Preview The API is rate-limited on two levels: a token bucket per API key for day-to-day fairness, and a ceiling per team so no single team can monopolize the platform. Every response tells you where you stand, and a 429 tells you exactly how long to wait.

Two levels: per-key bucket and per-team ceiling

Section titled “Two levels: per-key bucket and per-team ceiling”
  • Per-key token bucket. Each API key gets its own bucket that refills continuously. This is the limit you’ll meet in normal use, and it keeps one noisy script from starving your other integrations.
  • Per-team ceiling. A separate aggregate limit applies across all keys in a team. It exists for fairness and abuse resistance — minting more keys doesn’t buy more total throughput, because every key in the team draws against the same team ceiling.

Buckets are sized by action class, because a read costs far less than provisioning an environment:

Action class Example limit Covers
Read 1000/min GET requests — lists, gets, observability reads.
Write 100/min PATCH/PUT/DELETE and most state-changing POSTs.
Create 5/min Heavy provisioning — new sites and environments, clones, restores.

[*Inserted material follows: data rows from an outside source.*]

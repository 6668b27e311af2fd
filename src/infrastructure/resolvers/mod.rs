//! Data resolver implementations.
//!
//! One resolver per source kind, a composite that dispatches on the
//! request's kind, and a wrapping decorator that guarantees in-memory
//! (seekable) payloads and sniffs unknown image types before decoding.

mod bundle;
mod data_url;
mod file;
mod stream;
mod url;

pub use bundle::BundleResolver;
pub use data_url::DataUrlResolver;
pub use file::FileResolver;
pub use stream::StreamResolver;
pub use url::UrlResolver;

use std::sync::Arc;

use bytes::Bytes;
use tokio::io::AsyncReadExt;
use tracing::trace;

use crate::domain::cancellation::CancellationSignal;
use crate::domain::entities::{ImageType, SourceKind, TaskParameter};
use crate::domain::errors::{LoadError, LoadResult};
use crate::domain::ports::{DataResolver, ResolvedData};
use crate::infrastructure::download::DownloadCache;

/// Dispatches to the resolver matching the request's source kind.
pub struct CompositeResolver {
    file: FileResolver,
    url: UrlResolver,
    bundle: Arc<BundleResolver>,
    stream: StreamResolver,
    data_url: DataUrlResolver,
}

impl CompositeResolver {
    /// Builds the composite over the shared download cache and bundle
    /// registry.
    #[must_use]
    pub fn new(download_cache: Arc<DownloadCache>, bundle: Arc<BundleResolver>) -> Self {
        Self {
            file: FileResolver,
            url: UrlResolver::new(download_cache),
            bundle,
            stream: StreamResolver,
            data_url: DataUrlResolver,
        }
    }
}

#[async_trait::async_trait]
impl DataResolver for CompositeResolver {
    async fn resolve(
        &self,
        identifier: &str,
        parameters: &TaskParameter,
        signal: &CancellationSignal,
    ) -> LoadResult<ResolvedData> {
        match parameters.source.kind {
            SourceKind::File => self.file.resolve(identifier, parameters, signal).await,
            SourceKind::Url => self.url.resolve(identifier, parameters, signal).await,
            SourceKind::Bundle | SourceKind::Embedded => {
                self.bundle.resolve(identifier, parameters, signal).await
            }
            SourceKind::Stream => self.stream.resolve(identifier, parameters, signal).await,
            SourceKind::DataUrl => self.data_url.resolve(identifier, parameters, signal).await,
        }
    }
}

/// Decorator guaranteeing a seekable, in-memory payload with a known
/// image type.
///
/// Buffers the inner resolver's stream into memory when it is not already
/// memory-backed, then sniffs the first bytes against known format
/// signatures when the type is still unknown.
pub struct WrappedResolver {
    inner: Arc<dyn DataResolver>,
}

impl WrappedResolver {
    /// Wraps `inner`.
    #[must_use]
    pub fn new(inner: Arc<dyn DataResolver>) -> Self {
        Self { inner }
    }
}

#[async_trait::async_trait]
impl DataResolver for WrappedResolver {
    async fn resolve(
        &self,
        identifier: &str,
        parameters: &TaskParameter,
        signal: &CancellationSignal,
    ) -> LoadResult<ResolvedData> {
        let mut data = self.inner.resolve(identifier, parameters, signal).await?;

        if signal.is_cancelled() {
            return Err(LoadError::Cancelled);
        }

        let mut buffer = Vec::new();
        data.reader
            .read_to_end(&mut buffer)
            .await
            .map_err(LoadError::from)?;
        let bytes = Bytes::from(buffer);

        if data.info.image_type == ImageType::Unknown {
            data.info.image_type = ImageType::sniff(&bytes);
            trace!(identifier = %identifier, image_type = %data.info.image_type, "sniffed image type");
        }

        Ok(ResolvedData {
            reader: Box::new(std::io::Cursor::new(bytes)),
            result: data.result,
            info: data.info,
        })
    }
}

Every response — not just 429s — carries your current standing, so you can throttle proactively instead of waiting to be rejected:

Header Meaning
X-RateLimit-Limit The bucket’s ceiling for the matched action class.
X-RateLimit-Remaining Tokens left in the current window.
X-RateLimit-Reset Unix timestamp when the bucket next refills to full.
Retry-After On a 429 only — seconds to wait before retrying.
Headers on a normal 200 response
HTTP/1.1 200 OK
X-RateLimit-Limit: 100
X-RateLimit-Remaining: 87
X-RateLimit-Reset: 1782192000

Exceed a limit and you get 429 Too Many Requests with a Retry-After header and the standard error envelope:

A rate-limited response
HTTP/1.1 429 Too Many Requests
Retry-After: 12
X-RateLimit-Limit: 100
X-RateLimit-Remaining: 0
X-RateLimit-Reset: 1782192012
Content-Type: application/json
{
"error": {
"type": "rate_limit",
"code": "rate_limit.exceeded",
"message": "rate limit exceeded for write actions; retry after 12s",
"doc_url": "https://docs.managed.dev/reference/error-codes/#rate_limit.exceeded"
},
"request_id": "req_01J9…"
}

To see your current standing without making (and possibly burning) a real call, read GET /v1/rate-limits. It returns each bucket’s limit, remaining tokens, and reset time:

GET /v1/rate-limits
curl https://api.managed.dev/v1/rate-limits \
-H "Authorization: Bearer mfk_live_…" \
-H "Forge-Version: 2026-06-23"

When you hit a 429, retry — but politely:

  1. Honor Retry-After first. It’s the authoritative wait. Sleep at least that long before retrying.
  2. Use exponential backoff with jitter for repeated failures: wait base * 2^attempt, plus a random fraction, so a fleet of clients doesn’t retry in lockstep and re-spike the limit (the thundering-herd problem).
  3. Cap your retries, then surface the error. Don’t loop forever.
  4. Throttle proactively. Watch X-RateLimit-Remaining and slow down as it approaches zero, rather than sprinting into a wall of 429s.

The official SDKs implement this backoff for you by default, so you get retry-with-jitter without writing the loop.